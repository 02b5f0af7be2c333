//! Clamping desired counts against a plan ceiling.

use serde::{Deserialize, Serialize};

use super::limits::{Plan, SourceLimits, TierCeilings};

/// Outcome of clamping desired limits to a plan.
#[derive(Debug, Clone, PartialEq, Eq, Serialize, Deserialize)]
pub struct TierResolution {
    /// Limits actually applied: `min(ceiling, desired)` per field.
    pub enforced: SourceLimits,
    /// True when at least one field was reduced.
    pub limited_by_tier: bool,
    /// Suggestion naming the constrained fields, when limited.
    pub upgrade_message: Option<String>,
    /// Names of the fields that were reduced.
    pub constrained: Vec<String>,
}

/// Clamp `desired` to the default ceiling of `plan`.
pub fn enforce_tier_limits(plan: Plan, desired: &SourceLimits) -> TierResolution {
    enforce_with(&TierCeilings::default(), plan, desired)
}

/// Clamp `desired` to `ceilings[plan]`.
pub fn enforce_with(ceilings: &TierCeilings, plan: Plan, desired: &SourceLimits) -> TierResolution {
    let ceiling = ceilings.ceiling(plan);
    let enforced = desired.min(ceiling);

    let constrained: Vec<String> = desired
        .fields()
        .into_iter()
        .zip(enforced.fields())
        .filter(|((_, wanted), (_, applied))| applied < wanted)
        .map(|((name, _), _)| name.to_string())
        .collect();

    let limited_by_tier = !constrained.is_empty();
    let upgrade_message =
        limited_by_tier.then(|| upgrade_message(ceilings, plan, desired, &enforced, &constrained));

    if limited_by_tier {
        tracing::debug!(plan = plan.name(), fields = ?constrained, "limits clamped by plan");
    }

    TierResolution {
        enforced,
        limited_by_tier,
        upgrade_message,
        constrained,
    }
}

fn upgrade_message(
    ceilings: &TierCeilings,
    plan: Plan,
    desired: &SourceLimits,
    enforced: &SourceLimits,
    constrained: &[String],
) -> String {
    let value = |limits: &SourceLimits, name: &str| {
        limits
            .fields()
            .into_iter()
            .find(|(field, _)| *field == name)
            .map_or(0, |(_, v)| v)
    };

    let reduced = constrained
        .iter()
        .map(|name| format!("{name} {} of {}", value(enforced, name), value(desired, name)))
        .collect::<Vec<_>>()
        .join(", ");

    match plan.next() {
        Some(next) => {
            let next_ceiling = ceilings.ceiling(next);
            let raised = constrained
                .iter()
                .map(|name| format!("{name} {}", value(desired, name).min(value(next_ceiling, name))))
                .collect::<Vec<_>>()
                .join(", ");
            format!(
                "The {plan} plan limited this run ({reduced}). Upgrade to {next} for up to: {raised}."
            )
        }
        None => format!(
            "The {plan} plan limited this run ({reduced}); these are the maximum limits available."
        ),
    }
}

#[cfg(test)]
mod tests {
    use super::*;
    use crate::tier::complexity::ComplexityClass;
    use crate::tier::limits::smart_scaling;

    #[test]
    fn free_plan_clamps_large_request() {
        let desired = SourceLimits {
            youtube: 20,
            ..SourceLimits::uniform(1, 1_000)
        };
        let resolution = enforce_tier_limits(Plan::Free, &desired);
        assert_eq!(resolution.enforced.youtube, 5);
        assert!(resolution.limited_by_tier);
        assert_eq!(resolution.constrained, vec!["youtube".to_string()]);
        let message = resolution.upgrade_message.expect("message");
        assert!(message.contains("youtube 5 of 20"), "{message}");
        assert!(message.contains("Upgrade to starter"), "{message}");
        assert!(message.contains("youtube 10"), "{message}");
    }

    #[test]
    fn within_ceiling_is_untouched() {
        let desired = smart_scaling(ComplexityClass::Small);
        let resolution = enforce_tier_limits(Plan::Pro, &desired);
        assert_eq!(resolution.enforced, desired);
        assert!(!resolution.limited_by_tier);
        assert!(resolution.upgrade_message.is_none());
        assert!(resolution.constrained.is_empty());
    }

    #[test]
    fn content_length_is_clamped_too() {
        let desired = SourceLimits::uniform(1, 50_000);
        let resolution = enforce_tier_limits(Plan::Enterprise, &desired);
        assert_eq!(resolution.enforced.max_content_chars, 16_000);
        assert_eq!(resolution.constrained, vec!["max_content_chars".to_string()]);
        let message = resolution.upgrade_message.expect("message");
        assert!(message.contains("maximum"), "{message}");
    }
}
//! Merging per-source result lists into one ranked list.
//!
//! - [`url_normalize`]: URL keys used to detect duplicates
//! - [`dedup`]: collapse items that share a key, keeping the best
//! - [`merge_ranked`]: dedup, boost, filter, sort and truncate in one step

pub mod dedup;
pub mod url_normalize;

use std::cmp::Ordering;

use crate::types::RetrievedItem;

pub use dedup::{apply_cross_source_boost, deduplicate, DeduplicatedItem};
pub use url_normalize::dedup_key;

/// Merge items from every source into a single ranked list.
///
/// 1. Deduplicate by URL key, keeping the highest-scored item.
/// 2. Boost items that several sources agreed on.
/// 3. Drop items whose trust score is below `min_trust`.
/// 4. Sort by rank score descending, then by URL for a stable order.
/// 5. Keep at most `max_results` items when a cap is given.
pub fn merge_ranked(
    items: Vec<RetrievedItem>,
    min_trust: f64,
    max_results: Option<usize>,
) -> Vec<RetrievedItem> {
    let mut merged: Vec<RetrievedItem> = deduplicate(items)
        .into_iter()
        .map(|group| {
            let mut item = group.item;
            let base = item.rank_score();
            item.quality_score = Some(apply_cross_source_boost(base, group.sources.len()));
            item
        })
        .filter(|item| item.trust_score.unwrap_or(0.0) >= min_trust)
        .collect();

    merged.sort_by(|a, b| {
        b.rank_score()
            .partial_cmp(&a.rank_score())
            .unwrap_or(Ordering::Equal)
            .then_with(|| a.url.cmp(&b.url))
    });

    if let Some(cap) = max_results {
        merged.truncate(cap);
    }
    merged
}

:: THE PROBLEM ::
Would you return the full set of entries, unchanged in every detail?

:: REPLY TO THE TASK ::
repository 02b5f0af7be2c333
//! Clamping desired counts against a plan ceiling.

use serde::{Deserialize, Serialize};

use super::limits::{Plan, SourceLimits, TierCeilings};

/// Outcome of clamping desired limits to a plan.
#[derive(Debug, Clone, PartialEq, Eq, Serialize, Deserialize)]
pub struct TierResolution {
    /// Limits actually applied: `min(ceiling, desired)` per field.
    pub enforced: SourceLimits,
    /// True when at least one field was reduced.
    pub limited_by_tier: bool,
    /// Suggestion naming the constrained fields, when limited.
    pub upgrade_message: Option<String>,
    /// Names of the fields that were reduced.
    pub constrained: Vec<String>,
}

/// Clamp `desired` to the default ceiling of `plan`.
pub fn enforce_tier_limits(plan: Plan, desired: &SourceLimits) -> TierResolution {
    enforce_with(&TierCeilings::default(), plan, desired)
}

/// Clamp `desired` to `ceilings[plan]`.
pub fn enforce_with(ceilings: &TierCeilings, plan: Plan, desired: &SourceLimits) -> TierResolution {
    let ceiling = ceilings.ceiling(plan);
    let enforced = desired.min(ceiling);

    let constrained: Vec<String> = desired
        .fields()
        .into_iter()
        .zip(enforced.fields())
        .filter(|((_, wanted), (_, applied))| applied < wanted)
        .map(|((name, _), _)| name.to_string())
        .collect();

    let limited_by_tier = !constrained.is_empty();
    let upgrade_message =
        limited_by_tier.then(|| upgrade_message(ceilings, plan, desired, &enforced, &constrained));

    if limited_by_tier {
        tracing::debug!(plan = plan.name(), fields = ?constrained, "limits clamped by plan");
    }

    TierResolution {
        enforced,
        limited_by_tier,
        upgrade_message,
        constrained,
    }
}

fn upgrade_message(
    ceilings: &TierCeilings,
    plan: Plan,
    desired: &SourceLimits,
    enforced: &SourceLimits,
    constrained: &[String],
) -> String {
    let value = |limits: &SourceLimits, name: &str| {
        limits
            .fields()
            .into_iter()
            .find(|(field, _)| *field == name)
            .map_or(0, |(_, v)| v)
    };

    let reduced = constrained
        .iter()
        .map(|name| format!("{name} {} of {}", value(enforced, name), value(desired, name)))
        .collect::<Vec<_>>()
        .join(", ");

    match plan.next() {
        Some(next) => {
            let next_ceiling = ceilings.ceiling(next);
            let raised = constrained
                .iter()
                .map(|name| format!("{name} {}", value(desired, name).min(value(next_ceiling, name))))
                .collect::<Vec<_>>()
                .join(", ");
            format!(
                "The {plan} plan limited this run ({reduced}). Upgrade to {next} for up to: {raised}."
            )
        }
        None => format!(
            "The {plan} plan limited this run ({reduced}); these are the maximum limits available."
        ),
    }
}

#[cfg(test)]
mod tests {
    use super::*;
    use crate::tier::complexity::ComplexityClass;
    use crate::tier::limits::smart_scaling;

    #[test]
    fn free_plan_clamps_large_request() {
        let desired = SourceLimits {
            youtube: 20,
            ..SourceLimits::uniform(1, 1_000)
        };
        let resolution = enforce_tier_limits(Plan::Free, &desired);
        assert_eq!(resolution.enforced.youtube, 5);
        assert!(resolution.limited_by_tier);
        assert_eq!(resolution.constrained, vec!["youtube".to_string()]);
        let message = resolution.upgrade_message.expect("message");
        assert!(message.contains("youtube 5 of 20"), "{message}");
        assert!(message.contains("Upgrade to starter"), "{message}");
        assert!(message.contains("youtube 10"), "{message}");
    }

    #[test]
    fn within_ceiling_is_untouched() {
        let desired = smart_scaling(ComplexityClass::Small);
        let resolution = enforce_tier_limits(Plan::Pro, &desired);
        assert_eq!(resolution.enforced, desired);
        assert!(!resolution.limited_by_tier);
        assert!(resolution.upgrade_message.is_none());
        assert!(resolution.constrained.is_empty());
    }

    #[test]
    fn content_length_is_clamped_too() {
        let desired = SourceLimits::uniform(1, 50_000);
        let resolution = enforce_tier_limits(Plan::Enterprise, &desired);
        assert_eq!(resolution.enforced.max_content_chars, 16_000);
        assert_eq!(resolution.constrained, vec!["max_content_chars".to_string()]);
        let message = resolution.upgrade_message.expect("message");
        assert!(message.contains("maximum"), "{message}");
    }
}
//! Merging per-source result lists into one ranked list.
//!
//! - [`url_normalize`]: URL keys used to detect duplicates
//! - [`dedup`]: collapse items that share a key, keeping the best
//! - [`merge_ranked`]: dedup, boost, filter, sort and truncate in one step

pub mod dedup;
pub mod url_normalize;

use std::cmp::Ordering;

use crate::types::RetrievedItem;

pub use dedup::{apply_cross_source_boost, deduplicate, DeduplicatedItem};
pub use url_normalize::dedup_key;

/// Merge items from every source into a single ranked list.
///
/// 1. Deduplicate by URL key, keeping the highest-scored item.
/// 2. Boost items that several sources agreed on.
/// 3. Drop items whose trust score is below `min_trust`.
/// 4. Sort by rank score descending, then by URL for a stable order.
/// 5. Keep at most `max_results` items when a cap is given.
pub fn merge_ranked(
    items: Vec<RetrievedItem>,
    min_trust: f64,
    max_results: Option<usize>,
) -> Vec<RetrievedItem> {
    let mut merged: Vec<RetrievedItem> = deduplicate(items)
        .into_iter()
        .map(|group| {
            let mut item = group.item;
            let base = item.rank_score();
            item.quality_score = Some(apply_cross_source_boost(base, group.sources.len()));
            item
        })
        .filter(|item| item.trust_score.unwrap_or(0.0) >= min_trust)
        .collect();

    merged.sort_by(|a, b| {
        b.rank_score()
            .partial_cmp(&a.rank_score())
            .unwrap_or(Ordering::Equal)
            .then_with(|| a.url.cmp(&b.url))
    });

    if let Some(cap) = max_results {
        merged.truncate(cap);
    }
    merged
}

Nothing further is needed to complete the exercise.